La commune de Bertren se trouve dans le département des Hautes-Pyrénées, en région Occitanie[I 1].

Elle se situe à 51 km à vol d'oiseau de Tarbes[1], préfecture du département, à 39 km de Bagnères-de-Bigorre[2], sous-préfecture, et à 23 km de Lannemezan[3], bureau centralisateur du canton de la Vallée de la Barousse dont dépend la commune depuis 2015 pour les élections départementales[I 1]. La commune fait en outre partie du bassin de vie de Montréjeau[I 1].

Les communes les plus proches[Note 1] sont[4] : Luscan (1,4 km), Galié (1,8 km), Ilheu (1,9 km), Izaourt (2,3 km), Samuran (2,4 km), Bagiry (2,6 km), Mont-de-Galié (2,6 km), Loures-Barousse (2,9 km).

Sur le plan historique et culturel, Bertren à des origines gallo-romaines comme petit fort de surveillance dans le goulet Luscan-Izaourt-Bertren. Il a toujours fait partie de la Vallée de Barousse au sein tout d'abord de la Marche des Convenes créée par Charlemagne puis à son deces, par démembrement et héritages du comté de Bigorre puis du comté d'Aure et enfin de la vicomte de Labarthe avec trois autres vallées : Aure, Neste, Magoac.

Après un passage dans le comté d'Armagnac, Louis XI l'annexa au royaume de France sous la dénomination de "Pays d'Etat des Quatre-Vallées".

Par le hasard de l'histoire des diverses querelles de petits et grands seigneurs, la paroisse passa au Moyen Âge mais sur un court temps, dans l'escarcelle du seigneur des Frontignes avec Bagiry et Siradan. Bertren et Siradan revinrent très vite en Barousse mais Bagiry préféra rester sous la tutelle du Comminges. Bertren resta un très petit village à l'intérieur de son enceinte médiévale et autour de son castet jusqu'au XVIIIeme siècle. La route royale créée par d'Etigny le fit se développer avec la construction par l'administration des Transports, d'un relais de poste et de chevaux démoli en 2021.

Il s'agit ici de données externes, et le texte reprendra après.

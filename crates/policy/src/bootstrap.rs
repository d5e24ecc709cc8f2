//! Bootstrap definitions loaded from TOML.

use crate::{Catalog, Error, Requirement, Result, RoleDefinition, SeedPlan};
use serde::{Deserialize, Serialize};
use std::collections::BTreeMap;
use std::path::Path;

/// A resource type and the capabilities it contributes to the catalog.
#[derive(Debug, Clone, PartialEq, Eq, Serialize, Deserialize)]
pub struct ResourceSpec {
    pub name: String,

    /// Register add/change/delete/view for this type.
    #[serde(default = "default_true")]
    pub default_actions: bool,

    /// Capabilities beyond the default actions.
    #[serde(default)]
    pub custom: Vec<CustomCapability>,
}

#[derive(Debug, Clone, PartialEq, Eq, Serialize, Deserialize)]
pub struct CustomCapability {
    pub token: String,
    #[serde(default)]
    pub description: String,
}

fn default_true() -> bool {
    true
}

/// Everything the seeder and the guard lookups need.
///
/// Sections left out of the document fall back to the site defaults.
#[derive(Debug, Clone, PartialEq, Eq, Serialize, Deserialize)]
pub struct Bootstrap {
    #[serde(default = "default_resources")]
    pub resources: Vec<ResourceSpec>,

    #[serde(default = "default_roles")]
    pub roles: Vec<RoleDefinition>,

    /// Named requirements checked before actions.
    #[serde(default = "default_guards")]
    pub guards: BTreeMap<String, Requirement>,
}

impl Default for Bootstrap {
    fn default() -> Self {
        Self::site_default()
    }
}

impl Bootstrap {
    /// Load definitions from a TOML file.
    pub fn load(path: impl AsRef<Path>) -> Result<Self> {
        let content = std::fs::read_to_string(path.as_ref())?;
        Self::parse(&content)
    }

    /// Parse definitions from TOML string.
    pub fn parse(toml: &str) -> Result<Self> {
        toml::from_str(toml).map_err(|e| Error::Parse(e.to_string()))
    }

    /// The content site's resources, roles and view guards.
    pub fn site_default() -> Self {
        Self {
            resources: default_resources(),
            roles: default_roles(),
            guards: default_guards(),
        }
    }

    /// Build the capability catalog from the resource section.
    pub fn catalog(&self) -> Catalog {
        let mut catalog = Catalog::new();
        for resource in &self.resources {
            if resource.default_actions {
                catalog.register_resource(&resource.name);
            }
            for custom in &resource.custom {
                catalog.register_custom(&resource.name, custom.token.as_str(), &custom.description);
            }
        }
        catalog
    }

    /// Resolve the role definitions and check every guard against the catalog.
    pub fn plan(&self) -> Result<SeedPlan> {
        self.plan_with(&Catalog::new())
    }

    /// Like [`Bootstrap::plan`], but capabilities already in `stored` stay
    /// selectable alongside the configured ones.
    pub fn plan_with(&self, stored: &Catalog) -> Result<SeedPlan> {
        let mut catalog = self.catalog();
        catalog.extend(stored.entries().cloned());
        for (name, requirement) in &self.guards {
            if let Some(token) = requirement.capabilities().into_iter().find(|c| !catalog.contains(c)) {
                return Err(Error::UnknownGuardCapability {
                    guard: name.clone(),
                    token: token.to_string(),
                });
            }
        }
        SeedPlan::new(&catalog, &self.roles)
    }

    pub fn guard(&self, name: &str) -> Result<&Requirement> {
        self.guards
            .get(name)
            .ok_or_else(|| Error::Invalid(format!("no guard named '{name}'")))
    }
}

fn custom(token: &str, description: &str) -> CustomCapability {
    CustomCapability {
        token: token.to_string(),
        description: description.to_string(),
    }
}

fn resource(name: &str, custom: Vec<CustomCapability>) -> ResourceSpec {
    ResourceSpec {
        name: name.to_string(),
        default_actions: true,
        custom,
    }
}

/// The profile's "delete user profiles" permission is the default
/// `delete_profile` action, not a separate custom token.
fn default_resources() -> Vec<ResourceSpec> {
    vec![
        resource("user", Vec::new()),
        resource("group", Vec::new()),
        resource(
            "profile",
            vec![
                custom("view_all_profiles", "Can view all user profiles"),
                custom("edit_all_profiles", "Can edit all user profiles"),
            ],
        ),
        resource(
            "article",
            vec![
                custom("publish_article", "Can publish articles"),
                custom("unpublish_article", "Can unpublish articles"),
                custom("view_unpublished_article", "Can view unpublished articles"),
                custom("edit_all_articles", "Can edit any article"),
            ],
        ),
    ]
}

fn default_roles() -> Vec<RoleDefinition> {
    vec![
        RoleDefinition::new("Site Admins", "Full administrative access").all(),
        RoleDefinition::new("Moderators", "Content moderation and user management")
            .resources(["article", "profile"]),
        RoleDefinition::new("Authors", "Can create and publish articles").tokens([
            "add_article",
            "change_article",
            "delete_article",
            "publish_article",
            "unpublish_article",
        ]),
        RoleDefinition::new(crate::DEFAULT_ROLE, "Basic user access")
            .tokens(["add_article", "change_article"]),
    ]
}

fn default_guards() -> BTreeMap<String, Requirement> {
    BTreeMap::from([
        (
            "user_list".to_string(),
            Requirement::capability("view_all_profiles"),
        ),
        (
            "user_management".to_string(),
            Requirement::capability("edit_all_profiles"),
        ),
        (
            "article_edit".to_string(),
            Requirement::any_of([
                Requirement::Owner,
                Requirement::capability("edit_all_articles"),
                Requirement::Staff,
                Requirement::Superuser,
            ]),
        ),
        (
            "article_publish".to_string(),
            Requirement::any_of([Requirement::capability("publish_article"), Requirement::Staff]),
        ),
        ("admin_user_update".to_string(), Requirement::Superuser),
        ("bulk_article_update".to_string(), Requirement::Staff),
    ])
}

Sources très intéressantes à consulter sur l'histoire de la Barousse et des Quatre-Vallées :

- Revue de Comminges depuis la création de la Revue au XIXeme siècle,

- Jean-Léonard Pêne : la Barousse son histoire et ses mœurs,

- Armand Sarramon : les Quatre-Vallées.

Représentations cartographiques de la commune
Carte OpenStreetMap
Carte topographique
Carte avec les communes environnantes

La commune n'est limitrophe de Samuran que par un quadripoint selon le cadastre[5],[6], ou environ 50 mètres selon la carte topographique IGN[7].

Hydrographie

La commune est dans le bassin versant de la Garonne, au sein du bassin hydrographique Adour-Garonne[8]. Elle est drainée par la Garonne, constituant un réseau hydrographique de km de longueur totale[9],[Carte 1].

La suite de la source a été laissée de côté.